Work request:
Pull every line that holds the word "const" from the entries.

+---+

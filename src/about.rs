pub const GENESEARCH_DISPLAY_VERSION: &str = env!("GENESEARCH_DISPLAY_VERSION");
pub const GENESEARCH_BUILD_N: &str = env!("GENESEARCH_BUILD_N");

pub fn version_cli_text() -> String {
    format!(
        "GeneSearch {}\nBuild {}\nRun-length encoded protein search",
        GENESEARCH_DISPLAY_VERSION, GENESEARCH_BUILD_N
    )
}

+---+

Output of the exercise:
pub const GENESEARCH_DISPLAY_VERSION: &str = env!("GENESEARCH_DISPLAY_VERSION");
pub const GENESEARCH_BUILD_N: &str = env!("GENESEARCH_BUILD_N");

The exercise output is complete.